┌────────

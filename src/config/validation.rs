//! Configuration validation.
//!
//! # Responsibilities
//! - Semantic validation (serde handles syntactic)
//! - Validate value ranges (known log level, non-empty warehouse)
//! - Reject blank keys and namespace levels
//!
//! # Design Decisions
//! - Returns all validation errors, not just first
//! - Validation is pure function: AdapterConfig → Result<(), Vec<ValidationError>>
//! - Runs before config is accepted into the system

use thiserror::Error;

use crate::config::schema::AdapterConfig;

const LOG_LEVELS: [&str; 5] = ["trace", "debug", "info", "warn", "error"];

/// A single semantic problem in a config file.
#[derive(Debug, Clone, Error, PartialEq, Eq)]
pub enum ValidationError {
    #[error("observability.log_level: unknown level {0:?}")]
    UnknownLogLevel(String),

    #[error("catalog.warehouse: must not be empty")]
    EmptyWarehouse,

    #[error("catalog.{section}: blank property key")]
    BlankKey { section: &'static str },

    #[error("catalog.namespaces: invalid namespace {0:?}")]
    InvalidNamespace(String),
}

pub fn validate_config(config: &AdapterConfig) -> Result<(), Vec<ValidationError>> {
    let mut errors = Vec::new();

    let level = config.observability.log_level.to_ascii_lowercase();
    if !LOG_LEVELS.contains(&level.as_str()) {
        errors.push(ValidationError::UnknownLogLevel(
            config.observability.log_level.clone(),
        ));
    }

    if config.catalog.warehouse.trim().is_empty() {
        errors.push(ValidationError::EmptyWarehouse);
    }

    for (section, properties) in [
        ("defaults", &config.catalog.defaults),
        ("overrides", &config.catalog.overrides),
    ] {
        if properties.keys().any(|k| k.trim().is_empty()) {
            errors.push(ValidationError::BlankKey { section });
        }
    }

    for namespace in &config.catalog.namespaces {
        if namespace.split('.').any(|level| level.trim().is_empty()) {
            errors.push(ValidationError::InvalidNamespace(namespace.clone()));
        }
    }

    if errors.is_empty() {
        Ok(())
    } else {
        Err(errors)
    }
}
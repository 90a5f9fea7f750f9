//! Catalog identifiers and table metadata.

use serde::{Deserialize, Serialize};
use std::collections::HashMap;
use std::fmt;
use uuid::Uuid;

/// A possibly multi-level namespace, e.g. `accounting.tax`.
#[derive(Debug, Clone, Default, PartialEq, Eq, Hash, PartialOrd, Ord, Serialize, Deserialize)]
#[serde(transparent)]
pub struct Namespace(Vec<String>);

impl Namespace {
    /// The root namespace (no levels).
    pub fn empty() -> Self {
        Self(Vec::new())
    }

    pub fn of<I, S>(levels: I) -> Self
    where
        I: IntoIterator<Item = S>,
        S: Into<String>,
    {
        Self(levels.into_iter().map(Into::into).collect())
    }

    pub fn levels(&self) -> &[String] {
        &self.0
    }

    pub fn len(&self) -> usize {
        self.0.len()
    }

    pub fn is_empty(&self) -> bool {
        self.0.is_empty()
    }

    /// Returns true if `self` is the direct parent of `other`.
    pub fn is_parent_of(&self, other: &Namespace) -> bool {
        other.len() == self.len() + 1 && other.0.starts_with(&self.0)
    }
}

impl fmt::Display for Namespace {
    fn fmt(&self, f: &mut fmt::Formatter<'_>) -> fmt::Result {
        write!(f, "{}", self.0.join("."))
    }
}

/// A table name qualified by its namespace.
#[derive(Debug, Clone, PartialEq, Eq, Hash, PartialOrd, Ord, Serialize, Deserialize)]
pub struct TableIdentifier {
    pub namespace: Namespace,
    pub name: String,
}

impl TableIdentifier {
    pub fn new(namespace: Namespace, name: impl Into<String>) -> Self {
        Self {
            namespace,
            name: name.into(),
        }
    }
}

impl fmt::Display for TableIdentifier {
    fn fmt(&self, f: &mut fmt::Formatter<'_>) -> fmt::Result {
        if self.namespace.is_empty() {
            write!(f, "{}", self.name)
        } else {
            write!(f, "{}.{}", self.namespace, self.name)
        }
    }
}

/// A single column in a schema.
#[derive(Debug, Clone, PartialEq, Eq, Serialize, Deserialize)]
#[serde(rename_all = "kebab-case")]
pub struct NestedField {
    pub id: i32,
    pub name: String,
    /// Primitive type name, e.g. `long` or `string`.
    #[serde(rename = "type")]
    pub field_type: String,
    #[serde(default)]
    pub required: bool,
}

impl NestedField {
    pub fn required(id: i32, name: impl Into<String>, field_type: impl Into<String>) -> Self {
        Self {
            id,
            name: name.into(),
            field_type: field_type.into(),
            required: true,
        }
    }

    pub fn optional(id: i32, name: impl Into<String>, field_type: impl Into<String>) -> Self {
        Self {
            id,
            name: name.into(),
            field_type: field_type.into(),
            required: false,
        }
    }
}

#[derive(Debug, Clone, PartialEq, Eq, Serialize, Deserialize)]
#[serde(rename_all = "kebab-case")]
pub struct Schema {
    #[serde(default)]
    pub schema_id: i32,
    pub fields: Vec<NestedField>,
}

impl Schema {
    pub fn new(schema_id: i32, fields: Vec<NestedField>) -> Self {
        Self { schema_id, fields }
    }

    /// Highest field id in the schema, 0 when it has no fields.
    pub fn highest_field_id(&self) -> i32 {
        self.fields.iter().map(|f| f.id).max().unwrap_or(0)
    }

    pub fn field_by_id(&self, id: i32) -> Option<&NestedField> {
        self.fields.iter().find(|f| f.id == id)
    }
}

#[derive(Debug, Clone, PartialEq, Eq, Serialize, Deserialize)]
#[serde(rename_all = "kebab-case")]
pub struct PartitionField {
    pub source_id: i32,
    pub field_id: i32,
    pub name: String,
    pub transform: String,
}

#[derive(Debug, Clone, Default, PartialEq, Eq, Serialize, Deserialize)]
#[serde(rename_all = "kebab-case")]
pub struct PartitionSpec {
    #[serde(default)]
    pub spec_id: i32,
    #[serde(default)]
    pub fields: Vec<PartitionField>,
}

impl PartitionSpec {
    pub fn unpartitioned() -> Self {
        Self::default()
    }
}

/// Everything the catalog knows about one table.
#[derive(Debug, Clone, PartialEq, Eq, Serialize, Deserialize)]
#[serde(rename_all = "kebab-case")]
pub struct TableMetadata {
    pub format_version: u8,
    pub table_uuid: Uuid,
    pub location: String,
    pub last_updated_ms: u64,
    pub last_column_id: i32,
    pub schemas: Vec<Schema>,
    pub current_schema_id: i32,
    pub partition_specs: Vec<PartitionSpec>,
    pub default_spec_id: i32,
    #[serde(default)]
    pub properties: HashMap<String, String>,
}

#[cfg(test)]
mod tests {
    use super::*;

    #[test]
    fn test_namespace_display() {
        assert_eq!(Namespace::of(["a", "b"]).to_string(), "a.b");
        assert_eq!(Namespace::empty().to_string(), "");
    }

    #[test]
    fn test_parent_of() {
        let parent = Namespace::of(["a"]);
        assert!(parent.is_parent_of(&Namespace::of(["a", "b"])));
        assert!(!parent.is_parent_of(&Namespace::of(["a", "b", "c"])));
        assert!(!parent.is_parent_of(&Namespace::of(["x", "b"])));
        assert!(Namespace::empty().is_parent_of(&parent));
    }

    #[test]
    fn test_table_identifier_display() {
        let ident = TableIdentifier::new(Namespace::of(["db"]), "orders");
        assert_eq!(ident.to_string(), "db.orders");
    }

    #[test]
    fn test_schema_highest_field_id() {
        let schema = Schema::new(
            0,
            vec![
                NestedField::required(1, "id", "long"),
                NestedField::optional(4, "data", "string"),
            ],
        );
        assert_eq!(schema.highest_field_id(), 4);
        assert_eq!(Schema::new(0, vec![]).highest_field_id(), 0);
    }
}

└────────

■ TO DO: Where does the word "required" appear in the records above? Return every line that holds it.

■ OUTPUT OF THE TASK:
    pub required: bool,
    pub fn required(id: i32, name: impl Into<String>, field_type: impl Into<String>) -> Self {
            required: true,
            required: false,
                NestedField::required(1, "id", "long"),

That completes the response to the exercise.